Cavendish torsion balance experiment

1789, cavendish, a British physicist, successfully measured the value of the constant of universal gravitation with a torsion balance, which proved the correctness of the law of universal gravitation. Cavendish's thinking to solve the problem is to change the small change that is not easy to observe into the obvious change that is easy to observe, and then calculate the small change according to the relationship between the obvious change and the small change [1].

Experimental principle

Cavendish put a big iron ball and a small iron ball at both ends of the torsion balance. A steel wire with good toughness is tied to the bracket in the middle of the torsion scale, and there is a small mirror on the steel wire. When a mirror is illuminated with a laser, the laser will be reflected far away, and the point where the laser is at this time will be marked. Use two iron balls with the same mass to attract two iron balls on the torsion balance at the same time. Because of gravity. The torsion balance has a slight deviation. However, the apogee of the laser reflection has moved a great distance. He used this to calculate the constant g in the formula of universal gravitation. The ingenuity of this experiment lies in amplifying the effect of weak force. Especially, the utilization gravitational constant of light reflection is g = 6.67 *10-11.

Second, the main achievements

Achievements in the chemical field

In about 1784, cavendish studied the composition of air and found that in ordinary air, nitrogen accounts for four fifths and oxygen accounts for one fifth. He determined the composition of water and proved that water is not an element but a compound. He also found nitric acid.

Achievements in the field of physics

Cavendish rarely published physics papers before his death. It was not until Maxwell reviewed and published his manuscript that people realized that he had made many important discoveries in electricity. He found that the acting force between a pair of charges is inversely proportional to the square of the distance between them, which is part of Coulomb's law later deduced by Coulomb. He proposed that there is "electricity" around every charged body, which is very close to the electric field theory; Cavendish proved that the capacitance of a capacitor is related to the substance inserted into the plate. The concept of electric potential was first put forward by Cavendish and played an important role in the development of electrostatic theory. He also suggested that the potential on a conductor is proportional to the current passing through it. Cavendish has research in thermal theory, thermometry, meteorology and geomagnetism. When he finished his last experiment, he was nearly 70 years old. In physics, his main achievement is to verify Newton's law of universal gravitation through the torsion balance experiment, and to determine the gravitational constant and the average density of the earth. Newton was a scientist who measured the gravitational constant after he discovered the law of universal gravitation.
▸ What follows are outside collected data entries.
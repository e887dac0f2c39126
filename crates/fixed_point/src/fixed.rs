//! Q8.8 fixed-point scalar codec

/// Number of fractional bits in a Q8.8 value
pub const FRAC_BITS: u32 = 8;

/// Scale between a real value and its Q8.8 encoding (2^8)
pub const SCALE_FACTOR: f32 = 256.0;

/// Rounding bias applied (with the sign of the scaled value) before truncation
pub const ROUND_FACTOR: f32 = 0.5;

/// Largest real value accepted by the saturating conversions
pub const MAX_Q: f32 = 127.9940;

/// Smallest real value accepted by the saturating conversions
pub const MIN_Q: f32 = -128.0;

/// Convert a float to Q8.8 without clamping.
///
/// The value is scaled by 256 and rounded to nearest with ties away from
/// zero: a bias of 0.5 carrying the sign of the scaled value is added, then
/// the result is truncated toward zero. Out-of-range inputs saturate at the
/// `i16` bounds and NaN maps to 0, but callers that care about the Q8.8 range
/// should pre-clamp or use [`float_to_q8_8_saturating`].
#[inline]
pub fn float_to_q8_8(v: f32) -> i16 {
    let scaled = v * SCALE_FACTOR;
    (scaled + ROUND_FACTOR.copysign(scaled)) as i16
}

/// Clamp a float into `[MIN_Q, MAX_Q]`.
///
/// NaN resolves to `MAX_Q`: `f32::min` returns the non-NaN operand, which is
/// the same minNum/maxNum ordering the vector backends use.
#[inline]
pub fn clamp_to_q8_8_range(v: f32) -> f32 {
    MIN_Q.max(v.min(MAX_Q))
}

/// Clamp to the Q8.8 range, then convert with [`float_to_q8_8`].
#[inline]
pub fn float_to_q8_8_saturating(v: f32) -> i16 {
    float_to_q8_8(clamp_to_q8_8_range(v))
}

/// Convert a Q8.8 value back to float (exact)
#[inline]
pub fn q8_8_to_float(q: i16) -> f32 {
    f32::from(q) / SCALE_FACTOR
}

/// A Q8.8 fixed-point scalar: 8 integer bits, 8 fractional bits.
#[derive(Debug, Clone, Copy, PartialEq, Eq, PartialOrd, Ord, Hash, Default)]
#[repr(transparent)]
pub struct Q8_8(pub i16);

impl Q8_8 {
    pub const ZERO: Self = Self(0);
    pub const ONE: Self = Self(1 << FRAC_BITS);
    pub const MIN: Self = Self(i16::MIN);
    pub const MAX: Self = Self(i16::MAX);

    /// Wrap a raw Q8.8 integer
    pub const fn from_raw(raw: i16) -> Self {
        Self(raw)
    }

    /// Encode without clamping (see [`float_to_q8_8`])
    pub fn from_f32(value: f32) -> Self {
        Self(float_to_q8_8(value))
    }

    /// Encode with clamping to `[MIN_Q, MAX_Q]`
    pub fn from_f32_saturating(value: f32) -> Self {
        Self(float_to_q8_8_saturating(value))
    }

    /// The raw integer value
    pub const fn raw(self) -> i16 {
        self.0
    }

    /// Decode to float
    pub fn to_f32(self) -> f32 {
        q8_8_to_float(self.0)
    }
}

impl From<Q8_8> for f32 {
    fn from(q: Q8_8) -> Self {
        q.to_f32()
    }
}

impl std::fmt::Display for Q8_8 {
    fn fmt(&self, f: &mut std::fmt::Formatter<'_>) -> std::fmt::Result {
        write!(f, "{:.4}", self.to_f32())
    }
}
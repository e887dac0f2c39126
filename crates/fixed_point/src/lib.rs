//! qlogit Fixed-Point Encoding
//!
//! Q8.8 fixed-point representation for the quantized logistic kernels.
//! Values are stored as `i16` with an implicit scale of 2^8 = 256, and
//! numeric vectors live in owning buffers aligned for 256-bit SIMD loads.

mod error;
mod fixed;
mod vector;

pub use error::{FixedPointError, Result};
pub use fixed::{
    clamp_to_q8_8_range, float_to_q8_8, float_to_q8_8_saturating, q8_8_to_float, Q8_8,
    FRAC_BITS, MAX_Q, MIN_Q, ROUND_FACTOR, SCALE_FACTOR,
};
pub use vector::{AlignedVec, Element, DEFAULT_ALIGNMENT};
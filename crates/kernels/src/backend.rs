//! SIMD capability detection and kernel dispatch

use once_cell::sync::Lazy;

#[cfg(target_arch = "x86_64")]
use crate::avx2::Avx2;
#[cfg(target_arch = "aarch64")]
use crate::neon::Neon;
use crate::scalar::Scalar;

/// The common contract every backend implements.
///
/// All paired slices must have equal length; implementations panic
/// otherwise. Results of the float kernels may differ between backends by
/// reassociation rounding only. `dot_q8_8` and `quantize` are bit-exact
/// across backends.
pub trait VectorKernels {
    /// Sum of `w[i] * x[i]` in f32
    fn dot_f32(&self, w: &[f32], x: &[f32]) -> f32;

    /// Sum of Q8.8 products with Q16.16 scale, wrapping in 32 bits
    fn dot_q8_8(&self, w: &[i16], x: &[i16]) -> i32;

    /// Saturating bulk conversion of `src` into Q8.8 `dst`
    fn quantize(&self, src: &[f32], dst: &mut [i16]);

    /// `w[i] += coefficient * x[i]`
    fn scaled_add(&self, coefficient: f32, x: &[f32], w: &mut [f32]);
}

/// SIMD backend selected for the kernels
#[derive(Debug, Clone, Copy, Default, PartialEq, Eq, Hash)]
pub enum SimdBackend {
    /// AVX2 + FMA (256-bit)
    Avx2,
    /// ARM NEON (128-bit)
    Neon,
    /// Portable scalar code
    #[default]
    Scalar,
}

static DETECTED: Lazy<SimdBackend> = Lazy::new(|| {
    let backend = probe();
    tracing::debug!(%backend, "SIMD backend selected");
    backend
});

fn probe() -> SimdBackend {
    #[cfg(target_arch = "x86_64")]
    {
        if Avx2::new().is_some() {
            return SimdBackend::Avx2;
        }
    }

    #[cfg(target_arch = "aarch64")]
    {
        if Neon::new().is_some() {
            return SimdBackend::Neon;
        }
    }

    SimdBackend::Scalar
}

impl SimdBackend {
    /// Best backend supported by the running CPU (probed once per process)
    pub fn detect() -> Self {
        *DETECTED
    }

    /// Whether this backend can run on the current CPU
    pub fn is_available(self) -> bool {
        match self {
            #[cfg(target_arch = "x86_64")]
            SimdBackend::Avx2 => Avx2::new().is_some(),
            #[cfg(target_arch = "aarch64")]
            SimdBackend::Neon => Neon::new().is_some(),
            SimdBackend::Scalar => true,
            #[allow(unreachable_patterns)]
            _ => false,
        }
    }

    /// Every backend usable on this CPU, best first
    pub fn available() -> Vec<Self> {
        [SimdBackend::Avx2, SimdBackend::Neon, SimdBackend::Scalar]
            .into_iter()
            .filter(|b| b.is_available())
            .collect()
    }

    /// f32 elements consumed per vector-loop iteration
    pub fn lane_width_f32(self) -> usize {
        match self {
            SimdBackend::Avx2 => 16,
            SimdBackend::Neon => 8,
            SimdBackend::Scalar => 1,
        }
    }

    /// i16 elements consumed per vector-loop iteration
    pub fn lane_width_i16(self) -> usize {
        match self {
            SimdBackend::Avx2 => 32,
            SimdBackend::Neon => 16,
            SimdBackend::Scalar => 1,
        }
    }
}

impl std::fmt::Display for SimdBackend {
    fn fmt(&self, f: &mut std::fmt::Formatter<'_>) -> std::fmt::Result {
        match self {
            SimdBackend::Avx2 => write!(f, "AVX2"),
            SimdBackend::Neon => write!(f, "NEON"),
            SimdBackend::Scalar => write!(f, "Scalar"),
        }
    }
}

/// Run `$call` with `$k` bound to the concrete kernels for `$backend`,
/// falling back to scalar when the backend is not usable here.
macro_rules! dispatch {
    ($backend:expr, $k:ident => $call:expr) => {
        match $backend {
            #[cfg(target_arch = "x86_64")]
            SimdBackend::Avx2 => match Avx2::new() {
                Some($k) => $call,
                None => {
                    let $k = Scalar;
                    $call
                }
            },
            #[cfg(target_arch = "aarch64")]
            SimdBackend::Neon => match Neon::new() {
                Some($k) => $call,
                None => {
                    let $k = Scalar;
                    $call
                }
            },
            #[allow(unreachable_patterns)]
            _ => {
                let $k = Scalar;
                $call
            }
        }
    };
}

impl VectorKernels for SimdBackend {
    fn dot_f32(&self, w: &[f32], x: &[f32]) -> f32 {
        dispatch!(*self, k => k.dot_f32(w, x))
    }

    fn dot_q8_8(&self, w: &[i16], x: &[i16]) -> i32 {
        dispatch!(*self, k => k.dot_q8_8(w, x))
    }

    fn quantize(&self, src: &[f32], dst: &mut [i16]) {
        dispatch!(*self, k => k.quantize(src, dst))
    }

    fn scaled_add(&self, coefficient: f32, x: &[f32], w: &mut [f32]) {
        dispatch!(*self, k => k.scaled_add(coefficient, x, w))
    }
}

/// Float dot product on the detected backend
pub fn dot_f32(w: &[f32], x: &[f32]) -> f32 {
    SimdBackend::detect().dot_f32(w, x)
}

/// Q8.8 dot product (Q16.16 result) on the detected backend
pub fn dot_q8_8(w: &[i16], x: &[i16]) -> i32 {
    SimdBackend::detect().dot_q8_8(w, x)
}

/// Saturating bulk Q8.8 quantization on the detected backend.
///
/// Throughput is best when `src.len()` is a multiple of the backend's
/// `lane_width_f32`; other lengths are handled by the scalar tail.
pub fn quantize_vector(src: &[f32], dst: &mut [i16]) {
    SimdBackend::detect().quantize(src, dst)
}

/// `w[i] += coefficient * x[i]` on the detected backend
pub fn scaled_add(coefficient: f32, x: &[f32], w: &mut [f32]) {
    SimdBackend::detect().scaled_add(coefficient, x, w)
}
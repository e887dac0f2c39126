//! Portable scalar kernels
//!
//! These are the reference implementations. The vector backends reuse the
//! free functions here for their remainder tails.

use qlogit_fixed_point::float_to_q8_8_saturating;

use crate::backend::VectorKernels;
use crate::check_len;

/// Scalar fallback backend, available on every target
#[derive(Debug, Clone, Copy, Default, PartialEq, Eq)]
pub struct Scalar;

impl VectorKernels for Scalar {
    fn dot_f32(&self, w: &[f32], x: &[f32]) -> f32 {
        check_len(w.len(), x.len());
        accumulate_f32(0.0, w, x)
    }

    fn dot_q8_8(&self, w: &[i16], x: &[i16]) -> i32 {
        check_len(w.len(), x.len());
        accumulate_q8_8(0, w, x)
    }

    fn quantize(&self, src: &[f32], dst: &mut [i16]) {
        check_len(src.len(), dst.len());
        quantize_into(src, dst);
    }

    fn scaled_add(&self, coefficient: f32, x: &[f32], w: &mut [f32]) {
        check_len(x.len(), w.len());
        scaled_add_into(coefficient, x, w);
    }
}

/// Continue a running float sum with `w[i] * x[i]`
#[inline]
pub(crate) fn accumulate_f32(init: f32, w: &[f32], x: &[f32]) -> f32 {
    let mut sum = init;
    for (&wi, &xi) in w.iter().zip(x) {
        sum += wi * xi;
    }
    sum
}

/// Continue a wrapping 32-bit sum of Q8.8 products
#[inline]
pub(crate) fn accumulate_q8_8(init: i32, w: &[i16], x: &[i16]) -> i32 {
    w.iter()
        .zip(x)
        .fold(init, |acc, (&a, &b)| acc.wrapping_add(i32::from(a) * i32::from(b)))
}

#[inline]
pub(crate) fn quantize_into(src: &[f32], dst: &mut [i16]) {
    for (d, &s) in dst.iter_mut().zip(src) {
        *d = float_to_q8_8_saturating(s);
    }
}

#[inline]
pub(crate) fn scaled_add_into(coefficient: f32, x: &[f32], w: &mut [f32]) {
    for (wi, &xi) in w.iter_mut().zip(x) {
        *wi += coefficient * xi;
    }
}
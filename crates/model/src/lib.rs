//! qlogit Model
//!
//! A single logistic unit: float weights with a Q8.8 mirror, scratch input
//! buffers, and inference in three numeric domains (exact float, vectorized
//! float with table sigmoid, Q8.8 fixed point) followed by an SGD update.

mod config;
mod error;
mod logistic;
mod weights;

pub use config::{Activation, LogisticConfig};
pub use error::{ModelError, Result};
pub use logistic::LogisticUnit;
pub use weights::{xavier_limit, Weights};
Calculate the density of the earth

Cavendish measured the density of the earth by looking for constants in Newton's law of universal gravitation, and then calculated the density of the earth. His guiding ideology is extremely simple, using two big shot puts to get them close to two small balls. The mutual attraction between the balls is measured from the torsion angle of the line from which the balls are suspended. According to the law of universal gravitation, the constant g can be found. According to cavendish's many experiments, the average density of the earth is 5.48 1 times that of water (the current value is 5.5 17, and the error is about 0.65253%), and the gravitational constant (the gravitational constant G he measured is (6.754 0.04 1) × 65438) is determined. /kg？ This value is the same as the modern value (6.6732 0.001) ×10n m? /kg？ , almost, calculated the mass of the earth. Known as the first person on earth. Cavendish's experiment to verify the law of gravity used his own "torsion balance" as a tool, which was later called the famous "Cavendish Experiment".